Proteins are composed of one or more long chain-like molecules that must fold into complex three-dimensional shapes in order to work properly. Incorrectly folded proteins cannot function and often aggregate into toxic states that are associated with a number of neurological diseases including Alzheimer's, Huntington's, and Parkinson's. Elevated temperatures, increased acidity, and other stressful conditions in the cell can hinder the folding process and may cause existing proteins to unfold and aggregate. However, when cells experience these stresses, certain proteins—known as small heat shock proteins (or sHSPs for short)—act as ‘holdase chaperones’ to protect cells from protein misfolding. HSPB5 is one such chaperone that binds to and stabilizes other proteins (called ‘clients’) to prevent their aggregation. The core structure of HSPB5 and other similar chaperone proteins is well known. But, it is not clear how chaperones sense stressful conditions and respond to increase their activity to help stabilize client proteins. Now, Rajagopal et al. have identified a single amino acid in HSPB5 that is sensitive to pH changes. When the environment inside a cell becomes more acidic, this amino acid (a histidine) triggers changes in HSPB5's structure that enhance the chaperone's activity. This histidine was then replaced with another amino acid in an attempt to lock HSPB5 into a low-pH state that mimics an active HSPB5 chaperone inside a stressed cell.
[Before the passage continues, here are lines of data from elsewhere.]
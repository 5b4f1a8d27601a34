use anyhow::{Context, Result};
use raaga_engine::{Config, Snapshot};

use super::{load_catalog, open_store};

pub fn run_build(config: &Config) -> Result<()> {
    let catalog = load_catalog(config)?;
    let store = open_store(config)?;

    log::info!(
        "Building {} artifacts from {}",
        config.strategy,
        config.catalog_path.display()
    );
    let snapshot =
        Snapshot::build(catalog, &config.build_options()).context("Failed to build artifacts")?;
    snapshot
        .persist(&store)
        .context("Failed to persist artifacts")?;

    println!("✓ Built {} over {} tracks", snapshot.kind(), snapshot.catalog().len());
    println!("  vocabulary: {} terms", snapshot.model().vocabulary_size());
    println!("  artifacts: {}", config.artifact_path.display());

    Ok(())
}
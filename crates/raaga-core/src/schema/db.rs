use chrono::{DateTime, Utc};
use rusqlite::{Connection, OptionalExtension};
use serde::de::DeserializeOwned;
use std::path::Path;

use crate::error::{Error, Result};

use super::artifact::{ArtifactBlob, ArtifactInfo, ArtifactKind, FORMAT_VERSION};
use super::migrations::MIGRATIONS;

/// A database connection holding persisted similarity artifacts.
#[derive(Debug)]
pub struct ArtifactStore {
    conn: Connection,
}

impl ArtifactStore {
    /// Open (or create) a store at the given path and apply migrations.
    pub fn open(path: impl AsRef<Path>) -> Result<Self> {
        let conn = Connection::open(path)?;
        let store = Self { conn };
        store.apply_migrations()?;
        Ok(store)
    }

    /// Open an in-memory store (for tests).
    pub fn open_in_memory() -> Result<Self> {
        let conn = Connection::open_in_memory()?;
        let store = Self { conn };
        store.apply_migrations()?;
        Ok(store)
    }

    /// Get a reference to the underlying connection (for advanced queries).
    #[must_use]
    pub const fn conn(&self) -> &Connection {
        &self.conn
    }

    fn apply_migrations(&self) -> Result<()> {
        self.conn.execute(
            "CREATE TABLE IF NOT EXISTS schema_migrations (
                version INTEGER PRIMARY KEY,
                name TEXT NOT NULL,
                applied_at TEXT NOT NULL DEFAULT (datetime('now'))
            )",
            [],
        )?;

        let mut stmt = self
            .conn
            .prepare("SELECT version FROM schema_migrations ORDER BY version")?;
        let applied: Vec<u32> = stmt
            .query_map([], |row| row.get(0))?
            .collect::<rusqlite::Result<Vec<_>>>()?;

        for migration in MIGRATIONS {
            if !applied.contains(&migration.version) {
                log::info!(
                    "Applying migration {} ({})",
                    migration.version,
                    migration.name
                );
                self.conn.execute_batch(migration.sql)?;
                self.conn.execute(
                    "INSERT INTO schema_migrations (version, name) VALUES (?1, ?2)",
                    rusqlite::params![migration.version, migration.name],
                )?;
            }
        }

        Ok(())
    }
}

// Writing
impl ArtifactStore {
    /// Replace the whole artifact set.
    ///
    /// Runs in one transaction: readers see either the previous set or the
    /// new one, never a mix.
    pub fn replace_all(&self, blobs: &[ArtifactBlob]) -> Result<()> {
        let tx = self.conn.unchecked_transaction()?;
        tx.execute("DELETE FROM artifacts", [])?;

        let built_at = Utc::now().to_rfc3339();
        for blob in blobs {
            tx.execute(
                "INSERT INTO artifacts (kind, format_version, n_rows, dims, built_at, payload)
                 VALUES (?1, ?2, ?3, ?4, ?5, ?6)",
                rusqlite::params![
                    blob.kind.as_str(),
                    FORMAT_VERSION,
                    to_sql_int(blob.n_rows)?,
                    to_sql_int(blob.dims)?,
                    built_at,
                    blob.payload,
                ],
            )?;
        }

        tx.commit()?;
        log::info!("Persisted {} artifacts", blobs.len());
        Ok(())
    }
}

// Reading
impl ArtifactStore {
    /// Header of one artifact, if present.
    pub fn info(&self, kind: ArtifactKind) -> Result<Option<ArtifactInfo>> {
        let info = self
            .conn
            .query_row(
                "SELECT kind, format_version, n_rows, dims, built_at, length(payload)
                 FROM artifacts WHERE kind = ?1",
                [kind.as_str()],
                |row| Self::row_to_info(row),
            )
            .optional()?;
        Ok(info)
    }

    /// Headers of every stored artifact, ordered by kind.
    pub fn list(&self) -> Result<Vec<ArtifactInfo>> {
        let mut stmt = self.conn.prepare(
            "SELECT kind, format_version, n_rows, dims, built_at, length(payload)
             FROM artifacts ORDER BY kind",
        )?;
        let infos = stmt
            .query_map([], |row| Self::row_to_info(row))?
            .collect::<rusqlite::Result<Vec<_>>>()?;
        Ok(infos)
    }

    /// Decode one artifact, checking it was written by this format version
    /// for a catalog of `expected_rows` tracks.
    ///
    /// # Errors
    /// `ModelNotFit` if the artifact is missing, has another format version or
    /// covers a different number of rows.
    pub fn load<T: DeserializeOwned>(
        &self,
        kind: ArtifactKind,
        expected_rows: usize,
    ) -> Result<(ArtifactInfo, T)> {
        let row = self
            .conn
            .query_row(
                "SELECT kind, format_version, n_rows, dims, built_at, length(payload), payload
                 FROM artifacts WHERE kind = ?1",
                [kind.as_str()],
                |row| Ok((Self::row_to_info(row)?, row.get::<_, Vec<u8>>(6)?)),
            )
            .optional()?;

        let (info, payload) = row.ok_or_else(|| {
            Error::ModelNotFit(format!("artifact {kind} has not been built"))
        })?;

        if info.format_version != FORMAT_VERSION {
            return Err(Error::ModelNotFit(format!(
                "artifact {kind} has format version {}, expected {FORMAT_VERSION}",
                info.format_version
            )));
        }
        if info.n_rows != expected_rows {
            return Err(Error::ModelNotFit(format!(
                "artifact {kind} covers {} rows, catalog has {expected_rows}",
                info.n_rows
            )));
        }

        let value = bincode::deserialize(&payload)?;
        Ok((info, value))
    }

    fn row_to_info(row: &rusqlite::Row) -> rusqlite::Result<ArtifactInfo> {
        use rusqlite::types::Type;

        let kind_str: String = row.get(0)?;
        let kind = ArtifactKind::from_name(&kind_str).ok_or_else(|| {
            rusqlite::Error::FromSqlConversionFailure(
                0,
                Type::Text,
                format!("unknown artifact kind {kind_str}").into(),
            )
        })?;
        let built_at_str: String = row.get(4)?;
        let built_at: DateTime<Utc> = DateTime::parse_from_rfc3339(&built_at_str)
            .map_err(|e| rusqlite::Error::FromSqlConversionFailure(4, Type::Text, Box::new(e)))?
            .into();

        Ok(ArtifactInfo {
            kind,
            format_version: row.get(1)?,
            n_rows: from_sql_int(row.get(2)?, 2)?,
            dims: from_sql_int(row.get(3)?, 3)?,
            built_at,
            payload_bytes: from_sql_int(row.get(5)?, 5)?,
        })
    }
}

fn to_sql_int(value: usize) -> Result<i64> {
    i64::try_from(value)
        .map_err(|_| Error::InvalidArgument(format!("{value} does not fit in an SQLite integer")))
}

fn from_sql_int(value: i64, column: usize) -> rusqlite::Result<usize> {
    usize::try_from(value).map_err(|e| {
        rusqlite::Error::FromSqlConversionFailure(column, rusqlite::types::Type::Integer, Box::new(e))
    })
}
//! Build, persistence and recommendation service for raaga.
//!
//! A [`Snapshot`] bundles a catalog with its fitted similarity model and
//! name resolver. Snapshots are built once, persisted to the artifact store
//! and served through an [`Engine`], which swaps in rebuilt snapshots
//! atomically.

#![deny(unsafe_code)]
#![warn(missing_debug_implementations)]

pub mod artifacts;
pub mod config;
pub mod engine;
pub mod service;
pub mod snapshot;

pub use config::Config;
pub use engine::Engine;
pub use service::{RecommendedTrack, Recommendations};
pub use snapshot::{BuildOptions, Model, Snapshot};
use chrono::{DateTime, Utc};
use serde::{Deserialize, Serialize};
use std::fmt;

use crate::error::Result;

/// Version of the artifact payload layout. Bump when any persisted
/// structure changes shape; older rows are then rejected at load.
pub const FORMAT_VERSION: u32 = 2;

/// The kinds of derived artifact a build persists.
#[derive(Debug, Clone, Copy, PartialEq, Eq, Hash, Serialize, Deserialize)]
pub enum ArtifactKind {
    /// Ordered track ids the other artifacts were built against.
    CatalogManifest,
    /// Fitted min-max scaler for the numeric columns.
    NumericScaler,
    /// TF-IDF vectorizer fit on genre text.
    GenreVectorizer,
    /// Combined dense similarity matrix.
    SimilarityMatrix,
    /// TF-IDF vectorizer fit on artist, album and genre text.
    CombinedVectorizer,
    /// Fitted nearest-neighbor index.
    NeighborIndex,
}

const KIND_NAMES: &[(ArtifactKind, &str)] = &[
    (ArtifactKind::CatalogManifest, "catalog_manifest"),
    (ArtifactKind::NumericScaler, "numeric_scaler"),
    (ArtifactKind::GenreVectorizer, "genre_vectorizer"),
    (ArtifactKind::SimilarityMatrix, "similarity_matrix"),
    (ArtifactKind::CombinedVectorizer, "combined_vectorizer"),
    (ArtifactKind::NeighborIndex, "neighbor_index"),
];

impl ArtifactKind {
    /// Canonical name, used as the primary key in the artifact table.
    #[must_use]
    pub fn as_str(self) -> &'static str {
        KIND_NAMES
            .iter()
            .find(|(kind, _)| *kind == self)
            .map_or("unknown", |(_, name)| name)
    }

    #[must_use]
    pub fn from_name(name: &str) -> Option<Self> {
        KIND_NAMES
            .iter()
            .find(|(_, canonical)| canonical.eq_ignore_ascii_case(name))
            .map(|(kind, _)| *kind)
    }
}

impl fmt::Display for ArtifactKind {
    fn fmt(&self, f: &mut fmt::Formatter<'_>) -> fmt::Result {
        f.write_str(self.as_str())
    }
}

/// Header of a stored artifact, readable without decoding the payload.
#[derive(Debug, Clone, PartialEq, Eq)]
pub struct ArtifactInfo {
    pub kind: ArtifactKind,
    pub format_version: u32,
    /// Number of catalog rows the artifact covers.
    pub n_rows: usize,
    /// Feature or column dimensionality (vocabulary size, matrix width, ...).
    pub dims: usize,
    pub built_at: DateTime<Utc>,
    pub payload_bytes: usize,
}

/// An encoded artifact ready to be written.
#[derive(Debug, Clone)]
pub struct ArtifactBlob {
    pub kind: ArtifactKind,
    pub n_rows: usize,
    pub dims: usize,
    pub payload: Vec<u8>,
}

impl ArtifactBlob {
    /// Encode `value` with bincode.
    pub fn encode<T: Serialize>(
        kind: ArtifactKind,
        n_rows: usize,
        dims: usize,
        value: &T,
    ) -> Result<Self> {
        Ok(Self {
            kind,
            n_rows,
            dims,
            payload: bincode::serialize(value)?,
        })
    }
}

#[cfg(test)]
mod tests {
    use super::*;

    #[test]
    fn test_kind_names_round_trip() {
        for (kind, name) in KIND_NAMES {
            assert_eq!(kind.as_str(), *name);
            assert_eq!(ArtifactKind::from_name(name), Some(*kind));
        }
    }

    #[test]
    fn test_kind_from_unknown_name() {
        assert_eq!(ArtifactKind::from_name("pickle"), None);
    }

    #[test]
    fn test_blob_encode() {
        let blob = ArtifactBlob::encode(ArtifactKind::NumericScaler, 3, 2, &vec![1.0_f64, 2.0])
            .unwrap();
        assert_eq!(blob.n_rows, 3);
        assert_eq!(blob.dims, 2);
        assert!(!blob.payload.is_empty());
    }
}
//! Persistence of derived artifacts.

pub mod artifact;
pub mod db;
pub mod migrations;

pub use artifact::{ArtifactBlob, ArtifactInfo, ArtifactKind, FORMAT_VERSION};
pub use db::ArtifactStore;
Further experiments revealed that this mutant HSPB5 is a super-active holdase chaperone, and that it dramatically changes its structure to bind to a client protein in the holdase state. From this, Rajagopal et al. propose a model to explain how cellular stress triggers small changes in HSPB5 that propagate through the chaperone in a response mechanism that increases its activity. Future studies will investigate whether inherited mutations in HSPB5 and other similar chaperones—which are associated with cardiac, muscle, and nerve disorders—exert their effect by disrupting this response mechanism.